Stephen Crane
While most notably known for his book “The Red Badge of Courage” Crane was also a war correspondent in the Turkish-Greco War of 1897 and the Spanish American War. Highly regarded by his audiences, some of his contemporaries such as Richard Harding Davis, were critical of his work in Greece, but very praising of his work in Cuba.

"He has not seen as much as I have for several reasons but then when a man can describe battles as well as he can without seeing them why should he care" Richard Harding Davis on Stephen Crane in Greece
Image Galery
“Mr. Crane easily led all the rest. Of his power to make the public see what he sees it would be impertinent to speak” Richard Harding Davis on Stephen Crane in the Spanish American War
Themes
Stephen Crane was born and raised a Christian man in the United States. His audience in both the United States and England, like him where Christian. It was seen as a marker of manhood and morality. His reporting of the Greco-Turkish War of 1897 was very obviously biases towards the European Christians of Greece versus the Muslim Turkish Army. Crane was trying to paint a picture of a Crusader like man when describing the Greeks in order to gin up support for the Greek army. There is a slight difference in his correspondents surrounding the Spanish American War.
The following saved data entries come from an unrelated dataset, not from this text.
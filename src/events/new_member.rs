//! New member handling: optional greeting and mute on join.

use teloxide::dispatching::UpdateHandler;
use teloxide::prelude::*;
use teloxide::types::ChatMemberUpdated;
use tracing::{debug, warn};

use crate::bot::dispatcher::AppState;
use crate::moderation::{AdminFacade, ModerationApi};

/// Returns the handler for member joins.
pub fn handler() -> UpdateHandler<anyhow::Error> {
    dptree::filter(is_member_joined).endpoint(new_member_handler)
}

fn is_member_joined(update: ChatMemberUpdated) -> bool {
    !update.old_chat_member.is_present() && update.new_chat_member.is_present()
}

async fn new_member_handler(update: ChatMemberUpdated, state: AppState) -> anyhow::Result<()> {
    let user = &update.new_chat_member.user;
    debug!("Member {} joined chat {}", user.id, update.chat.id);

    process_new_member(
        &state.api,
        &state.admin,
        &update.chat.id.0.to_string(),
        &user.id.0.to_string(),
    )
    .await;
    Ok(())
}

/// Post the greeting and apply the join mute, whichever are configured.
/// Returns whether the mute was applied.
pub async fn process_new_member<A: ModerationApi>(
    api: &A,
    admin: &AdminFacade,
    group: &str,
    user: &str,
) -> bool {
    if let Some(welcome) = admin.join_welcome(user)
        && let Err(e) = api.notify(group, welcome).await
    {
        warn!("Failed to greet new member {} in {}: {}", user, group, e);
    }

    let Some(duration) = admin.join_mute(user) else {
        return false;
    };

    match api.mute(group, user, duration).await {
        Ok(()) => true,
        Err(e) => {
            warn!("Failed to mute new member {} in {}: {}", user, group, e);
            false
        }
    }
}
The Spanish, Cuban, and Puerto Rican fighters where all Christian, therefore in his correspondents he stays away from the Christian angle and reports more descriptive of a helpless Islander who cannot be fully trusted but is being saved, in Cranes eye’s, by the morally superior North American white man.
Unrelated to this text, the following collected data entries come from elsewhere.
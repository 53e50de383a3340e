//! Cache sizing and expiry.

use std::time::Duration;

/// Sizing and expiry of one [`TypedCache`](super::TypedCache).
#[derive(Debug, Clone, PartialEq, Eq)]
pub struct CacheConfig {
    /// Maximum number of entries.
    pub max_capacity: u64,

    /// Entries expire this long after insertion.
    pub ttl: Option<Duration>,

    /// Entries expire when not read for this long.
    pub tti: Option<Duration>,
}

impl Default for CacheConfig {
    fn default() -> Self {
        Self {
            max_capacity: 10_000,
            ttl: Some(Duration::from_secs(300)),
            tti: None,
        }
    }
}

impl CacheConfig {
    pub fn with_capacity(max_capacity: u64) -> Self {
        Self {
            max_capacity,
            ..Default::default()
        }
    }

    #[must_use]
    pub fn ttl(mut self, duration: Duration) -> Self {
        self.ttl = Some(duration);
        self
    }

    #[must_use]
    pub fn tti(mut self, duration: Duration) -> Self {
        self.tti = Some(duration);
        self
    }

    /// Admin rights per (chat, user): 5 minutes, dropped after 2 idle.
    pub fn admin_rights() -> Self {
        Self::with_capacity(10_000)
            .ttl(Duration::from_secs(300))
            .tti(Duration::from_secs(120))
    }

    /// Display names per (chat, user) used in notices.
    pub fn display_names() -> Self {
        Self::with_capacity(20_000).ttl(Duration::from_secs(600))
    }
}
“There is a kind of government that can make every man a soldier but there is no government that can make every man desire to be a soldier…Ask any Greek on the street his opinion of the situation and he will say: “We must fight. There is nothing else to do.” Athens, Greece April 17th (The Works of Stephen), p 13
“To-day I went to a shop and found no one there but a boy seated on a box. “Where is the proprietor?” said I. “He has gone to the war,” said the boy. This man had taken no time to arrange his affairs in careful detail. He might have been gone out to buy a cigar in another shop. The shelves were stripped and the counters were bare. “The proprietor has nailed fast the lid of a great box in which are the things. I cannot sell you anything,” the boy said hastily. “I am going to the front.” Athens, Greece April 29th (The Works of Stephen,) p 15
“View ashore, Ponce, two miles from its little sea port, developed four striking things immediately-American buggies, naked babies, tree laden flaming crimson blossoms, and the enigmatic smile of the Porto Rican. They were all burning in the sunshie and dimmed by the white dust of a tropic city. They were all guarded by the American soldier, a calm, bronze and blue man with a bayonet. And herein lay the supreme interest, the interest of the juxtaposition of Michigan and Port Rico-Grand Rapids serenely sitting in judgement upon the affairs of Ponce. This made on marvel; this was the extraordinary situation that dazed the thoughtful American” Ponce, Porto Rico, Aug 7 (The Works of Stephen Crane), p 176
Crane’s views on race in the Greco-Turkish war are in one way pushing back on how the “Turk” and “Greek” have been stereotypically described by others up until that point. He did this by creating his own streotypes for the two groups. Yet still his description of the “Turk” is very much a form of Oreintalism, describing them as cuniving and untrustworthy. His descriptions of Cubans and Puerto Ricans is more explicitly aligned with the prevaling racist streotypes of lazyness, untrustworthyness, and monolith.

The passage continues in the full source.